■ **ASSIGNMENT**: Wherever the string "sync" occurs in a line of these records, report that line.

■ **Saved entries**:

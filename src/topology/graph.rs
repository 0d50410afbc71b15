//! [`TopoGraph`]: the arena that owns every topology entity.
//!
//! Entities live in one map keyed by [`PersistentId`]; relations are id lists,
//! never pointers, so shared edges and vertices need no shared ownership.
//! The only way to change the graph is through the operations below. Each of
//! them validates its inputs completely before touching anything, so an
//! `Err` always means the graph is exactly as it was.
//!
//! Entities are destroyed in two ways:
//! - [`release`](TopoGraph::release) removes one entity whose reference count
//!   is zero.
//! - [`sweep`](TopoGraph::sweep) marks everything reachable from the roots
//!   (every compound, plus explicitly pinned entities) and removes the rest.
//!
//! In both cases the id is retired and never issued again by this graph.

use std::collections::{BTreeMap, BTreeSet, HashSet};
use std::sync::Arc;

use itertools::Itertools;
use once_cell::sync::OnceCell;

use crate::debug_invariants::DebugInvariants;
use crate::topo_error::TopoError;
use crate::topology::allocator::PersistentIdAllocator;
use crate::topology::cache::InvalidateCache;
use crate::topology::entity::{Link, TopoEntity, TopoRecord, TopoType};
use crate::topology::geometry::GeometryRef;
use crate::topology::id::PersistentId;
use crate::topology::orientation::Orientation;
use crate::topology::resolver::OrientationPlan;
use crate::topology::traversal::{Traversal, TraversalOrder};
use crate::topology::validation::{GraphValidationOptions, validate_graph};

/// Number of live entities per type.
#[derive(Copy, Clone, Debug, Default, PartialEq, Eq)]
pub struct Census {
    counts: [usize; 8],
}

impl Census {
    #[inline]
    pub fn count(&self, ty: TopoType) -> usize {
        self.counts[usize::from(ty.rank())]
    }

    pub fn total(&self) -> usize {
        self.counts.iter().sum()
    }
}

/// Outcome of a [`TopoGraph::sweep`].
#[derive(Clone, Debug, Default, PartialEq, Eq)]
pub struct SweepReport {
    /// Entities reachable from a root (kept).
    pub reachable: usize,
    /// Ids of removed entities, ascending. All of them are now retired.
    pub reclaimed: Vec<PersistentId>,
}

/// Owner of the complete topology of one model.
#[derive(Clone, Debug)]
pub struct TopoGraph {
    entities: BTreeMap<PersistentId, TopoEntity>,
    roots: BTreeSet<PersistentId>,
    retired: HashSet<PersistentId>,
    allocator: Arc<PersistentIdAllocator>,
    census: OnceCell<Census>,
}

impl Default for TopoGraph {
    fn default() -> Self {
        Self::new()
    }
}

■ **ANSWER FOR THE TASK**:
use std::sync::Arc;
use once_cell::sync::OnceCell;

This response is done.